La porte vitrée se lève. “Elle a été automatique dans sa jeunesse mais ne s’en souvient plus… Là, elle marche avec une ficelle. C’est magique.” poursuit Jean Yves. Et Ralph, comme descendu tout droit de la lune, nous fait visiter ce qu’il reste du squat d’artistes. Musicien issu d’une famille de classe moyenne, Ralph, 27 ans, refuse de s’endetter avec un prêt étudiant : “30 000 euros pour faire des études qui ne me plaisent pas ? Non merci !” Pour lui, Jean Yves ressent “tendresse et empathie”.
C’est comme une grande colocation
Habitat collectif de création, le squat n’a pourtant rien d’un grand foutoir. Il est même très bien ordonné. Imaginez une grande colocation où chacun s’organise et se partage les tâches. Dans les pièces collectives, tout est structuré : bacs à nourriture sur lesquels on inscrit son prénom, étages du frigo attribués… Tout a été construit de bric et d’broc avec brio. Le do it yourself (ndlr le fait-maison), c’est leur dada. Et si être squatteur c’est avoir le coeur sur la main ? “Vous avez appris tout seuls la générosité.” remarque Jean Yves avec bienveillance.
« Le squat c’est un mode de vie, on préfère vivre à 25 que vivre seul, c’est plus enrichissant. »

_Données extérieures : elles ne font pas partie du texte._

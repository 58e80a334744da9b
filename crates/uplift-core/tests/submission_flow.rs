//! End-to-end checks for the submission pipeline: guard, outcome, toast.

use uplift_core::form::{InFlightGuard, SubmitOutcome, ACCEPTED_MESSAGE, REJECTED_MESSAGE};
use uplift_core::toast::ToastKind;

/// Drives one attempt through the guard and classifies its result, the way
/// the web adapter does around its POST.
fn attempt(guard: &InFlightGuard, ok: bool) -> Option<SubmitOutcome> {
    if !guard.try_begin() {
        return None;
    }
    let outcome = SubmitOutcome::from_ok(ok);
    guard.finish();
    Some(outcome)
}

#[test]
fn successful_attempt_yields_one_success_toast_and_clears_fields() {
    let guard = InFlightGuard::new();

    let outcome = attempt(&guard, true).expect("guard admits the first attempt");
    let toast = outcome.toast();

    assert_eq!(toast.kind, ToastKind::Success);
    assert_eq!(toast.message, ACCEPTED_MESSAGE);
    assert!(outcome.clears_fields());
}

#[test]
fn failed_attempt_yields_one_error_toast_and_keeps_fields() {
    let guard = InFlightGuard::new();

    let outcome = attempt(&guard, false).expect("guard admits the first attempt");
    let toast = outcome.toast();

    assert_eq!(toast.kind, ToastKind::Error);
    assert_eq!(toast.message, REJECTED_MESSAGE);
    assert!(!outcome.clears_fields());
}

#[test]
fn resubmission_while_pending_is_dropped_entirely() {
    let guard = InFlightGuard::new();

    assert!(guard.try_begin());
    // A second submit arrives before the first POST settles: no outcome,
    // so no toast and no field mutation.
    assert_eq!(attempt(&guard, true), None);

    guard.finish();
    assert_eq!(attempt(&guard, true), Some(SubmitOutcome::Accepted));
}
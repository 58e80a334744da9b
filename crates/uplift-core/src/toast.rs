//! Toast notification model and timing policy.
//!
//! A toast is an ephemeral record with no identity beyond its transient
//! presence on the page. Each one owns its own two-step exit: after
//! [`VISIBLE_MS`] the `show` marker is dropped (starting whatever exit
//! transition the stylesheet defines), and [`EXIT_MS`] later the element
//! is removed entirely.

/// How long a toast stays visible before its exit transition starts.
pub const VISIBLE_MS: u64 = 3_000;

/// Grace period for the exit transition before the element is removed.
pub const EXIT_MS: u64 = 400;

/// Marker class present while a toast is visible.
pub const SHOW_CLASS: &str = "show";

/// Severity of a toast notification.
#[derive(Clone, Copy, Debug, Default, PartialEq, Eq)]
pub enum ToastKind {
    /// Indicates a successful operation.
    #[default]
    Success,
    /// Indicates an error or failure.
    Error,
}

impl ToastKind {
    /// Suffix used by the kind-specific visual class.
    pub fn as_str(self) -> &'static str {
        match self {
            ToastKind::Success => "success",
            ToastKind::Error => "error",
        }
    }
}

/// An ephemeral notification shown to the user and automatically dismissed.
#[derive(Clone, Debug, PartialEq, Eq)]
pub struct Toast {
    /// Text content displayed to the user.
    pub message: String,
    /// Severity, determining the visual style.
    pub kind: ToastKind,
}

impl Toast {
    pub fn success(message: impl Into<String>) -> Self {
        Self {
            message: message.into(),
            kind: ToastKind::Success,
        }
    }

    pub fn error(message: impl Into<String>) -> Self {
        Self {
            message: message.into(),
            kind: ToastKind::Error,
        }
    }

    /// Class list applied to a freshly created toast element.
    pub fn enter_classes(&self) -> String {
        format!("toast toast-{} {}", self.kind.as_str(), SHOW_CLASS)
    }
}

#[cfg(test)]
mod tests {
    use super::*;

    #[test]
    fn test_default_kind_is_success() {
        assert_eq!(ToastKind::default(), ToastKind::Success);
    }

    #[test]
    fn test_enter_classes_carry_kind_and_show_marker() {
        assert_eq!(
            Toast::success("sent").enter_classes(),
            "toast toast-success show"
        );
        assert_eq!(
            Toast::error("failed").enter_classes(),
            "toast toast-error show"
        );
    }

    #[test]
    fn test_hide_strictly_precedes_removal() {
        // The removal delay is relative to the hide step, so the element
        // outlives its visible window by exactly the exit grace period.
        assert!(EXIT_MS > 0);
        assert_eq!(VISIBLE_MS + EXIT_MS, 3_400);
    }
}
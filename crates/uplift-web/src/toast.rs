//! DOM lifecycle for transient toast notifications.

use std::time::Duration;

use gloo_timers::future::sleep;
use uplift_core::toast::{self, Toast};
use wasm_bindgen_futures::spawn_local;

use crate::dom;
use crate::ids::TOAST_CONTAINER_ID;

/// Appends a toast to the notification container and schedules its removal.
///
/// A page without the container is a silent no-op. Concurrent toasts each
/// own their hide-then-remove sequence; nothing orders them relative to
/// each other.
pub fn show(notification: Toast) {
    let Some(document) = dom::document() else {
        return;
    };
    let Some(container) = document.get_element_by_id(TOAST_CONTAINER_ID) else {
        return;
    };

    let element = match document.create_element("div") {
        Ok(element) => element,
        Err(error) => {
            log::error!("could not create toast element: {error:?}");
            return;
        }
    };
    element.set_class_name(&notification.enter_classes());
    element.set_text_content(Some(&notification.message));
    if container.append_child(&element).is_err() {
        return;
    }

    spawn_local(async move {
        sleep(Duration::from_millis(toast::VISIBLE_MS)).await;
        // Dropping the marker starts the stylesheet's exit transition;
        // the element itself goes away once that window has passed.
        let _ = element.class_list().remove_1(toast::SHOW_CLASS);
        sleep(Duration::from_millis(toast::EXIT_MS)).await;
        element.remove();
    });
}
//! Host-independent logic for the Uplift page enhancements.
//!
//! Everything here is plain state: the one-shot lazy-image machine, the
//! contact form outcome classification, and the toast model with its timing
//! policy. Nothing in this crate touches the browser; the `uplift-web`
//! adapter owns all DOM and network plumbing.

pub mod form;
pub mod lazy;
pub mod toast;

pub use form::{InFlightGuard, SubmitOutcome};
pub use lazy::{DeferredImage, LoadAction, LoadState};
pub use toast::{Toast, ToastKind};
//! Browser adapter wiring the Uplift enhancements to the host page.
//!
//! Compiled as a `cdylib`. The wasm-bindgen start hook attaches every
//! enhancement whose collaborator elements are present and leaves the page
//! untouched otherwise: a missing image, form, or toast container is a
//! valid page, not an error.
//!
//! The three enhancements share no state and run independently off their
//! own browser events.

pub mod contact_form;
mod dom;
mod error;
pub mod ids;
pub mod lazy_image;
pub mod toast;

use wasm_bindgen::prelude::*;

pub use error::WireError;

#[wasm_bindgen(start)]
pub fn start() {
    console_error_panic_hook::set_once();
    wasm_logger::init(wasm_logger::Config::default());
    log::info!("uplift: attaching page enhancements");

    let Some(document) = dom::document() else {
        log::warn!("uplift: no document available, nothing to enhance");
        return;
    };

    dom::on_ready(&document, |document| {
        if let Err(error) = lazy_image::install(document) {
            log::error!("uplift: lazy image wiring failed: {error}");
        }
        if let Err(error) = contact_form::install(document) {
            log::error!("uplift: contact form wiring failed: {error}");
        }
    });
}
//! Small DOM lookup helpers shared by the wiring modules.

use wasm_bindgen::prelude::Closure;
use wasm_bindgen::JsCast;
use web_sys::{Document, HtmlInputElement};

pub fn document() -> Option<Document> {
    web_sys::window().and_then(|window| window.document())
}

pub fn input_by_id(document: &Document, id: &str) -> Option<HtmlInputElement> {
    document
        .get_element_by_id(id)
        .and_then(|element| element.dyn_into::<HtmlInputElement>().ok())
}

/// Runs `wire` once the document can be queried.
///
/// When the module is instantiated after parsing already finished the
/// callback runs immediately; otherwise it is deferred to
/// `DOMContentLoaded` so the wiring never races the elements it looks for.
pub fn on_ready(document: &Document, wire: impl FnOnce(&Document) + 'static) {
    if document.ready_state() != "loading" {
        wire(document);
        return;
    }

    let deferred = document.clone();
    let once = Closure::once(move |_event: web_sys::Event| wire(&deferred));
    if document
        .add_event_listener_with_callback("DOMContentLoaded", once.as_ref().unchecked_ref())
        .is_err()
    {
        log::warn!("could not defer wiring to DOMContentLoaded");
    }
    // One-shot listener; leaking the closure keeps it alive until it fires.
    once.forget();
}
//! Event types and sinks for observing scene runs.
//!
//! This module defines [`SceneEvent`] and a set of sinks to collect or forward events
//! while executing a scene via [`crate::scene::runner::SceneRunner`].
use crate::spec::{CanvasSize, ComponentId, ComponentType};

/// Describes events emitted while building and drawing a scene.
#[non_exhaustive]
#[derive(Debug, Clone, PartialEq)]
pub enum SceneEvent {
    /// Emitted once per component after construction.
    ComponentBuilt {
        /// The component id.
        id: ComponentId,
        /// Resolved shape type.
        component_type: ComponentType,
    },

    /// Emitted when drawing starts.
    RunStarted {
        /// Canvas dimensions.
        canvas: CanvasSize,
        /// Number of entries in the draw order.
        draw_count: usize,
    },

    /// Emitted after a component was drawn and appended to the canvas.
    ComponentDrawn {
        /// Position in the draw order.
        index: usize,
        /// The component id.
        id: ComponentId,
        /// Sampled size.
        size: f64,
        /// Sampled rotation in degrees.
        rotation: f64,
    },

    /// Emitted when the whole draw order has been processed.
    RunFinished {
        /// Number of top-level elements on the canvas.
        element_count: usize,
    },
}

impl SceneEvent {
    pub fn kind(&self) -> SceneEventKind {
        match self {
            SceneEvent::ComponentBuilt { .. } => SceneEventKind::ComponentBuilt,
            SceneEvent::RunStarted { .. } => SceneEventKind::RunStarted,
            SceneEvent::ComponentDrawn { .. } => SceneEventKind::ComponentDrawn,
            SceneEvent::RunFinished { .. } => SceneEventKind::RunFinished,
        }
    }
}

/// Discriminant of [`SceneEvent`], used to skip building events nobody listens to.
#[derive(Debug, Clone, Copy, PartialEq, Eq, Hash)]
pub enum SceneEventKind {
    ComponentBuilt,
    RunStarted,
    ComponentDrawn,
    RunFinished,
}

/// A generic event sink that accepts [`SceneEvent`]s.
pub trait EventSink {
    fn send(&mut self, event: SceneEvent);

    /// Whether this sink wants events of `kind`.
    fn wants(&self, _kind: SceneEventKind) -> bool {
        true
    }
}

/// A no-op event sink.
impl EventSink for () {
    #[inline]
    fn send(&mut self, _event: SceneEvent) {}

    #[inline]
    fn wants(&self, _kind: SceneEventKind) -> bool {
        false
    }
}

/// An event sink that forwards to a user-provided closure.
pub struct FnSink<F>
where
    F: FnMut(SceneEvent),
{
    f: F,
}

impl<F> FnSink<F>
where
    F: FnMut(SceneEvent),
{
    pub fn new(f: F) -> Self {
        Self { f }
    }
}

impl<F> EventSink for FnSink<F>
where
    F: FnMut(SceneEvent),
{
    #[inline]
    fn send(&mut self, event: SceneEvent) {
        (self.f)(event);
    }
}

/// An event sink that collects all events in a `Vec`.
#[derive(Default)]
pub struct VecSink {
    events: Vec<SceneEvent>,
}

impl VecSink {
    pub fn new() -> Self {
        Self { events: Vec::new() }
    }

    pub fn into_inner(self) -> Vec<SceneEvent> {
        self.events
    }

    pub fn as_slice(&self) -> &[SceneEvent] {
        &self.events
    }

    pub fn len(&self) -> usize {
        self.events.len()
    }

    pub fn is_empty(&self) -> bool {
        self.events.is_empty()
    }
}

impl EventSink for VecSink {
    #[inline]
    fn send(&mut self, event: SceneEvent) {
        self.events.push(event);
    }
}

Le risque d’expulsion stimule la création
La création dans l’urgence, voilà ce qui fait la magie de ces squats d’artistes : “le risque d’expulsion apporte l’énergie et la créativité nécessaire pour faire vivre un lieu”. Ces espaces vides grouillent d’énergie. Et finalement, c’est là que la création prend vie. Le squat est “la rencontre entre un endroit plein de vide et des gens plein de rêves” remarque poétiquement Jean Yves.
Au POST, plus de 40 artistes ont installé leurs pinceaux, leurs instruments de musique, et leur appareil photo. On y croise par exemple Tito/Mulk, duo de graffeurs réputés, qui ont pour habitude de donner corps à leurs oeuvres dans l’un des ateliers. Ils ont d’ailleurs été invités cette année à la Foire Internationale d’Art Urbain.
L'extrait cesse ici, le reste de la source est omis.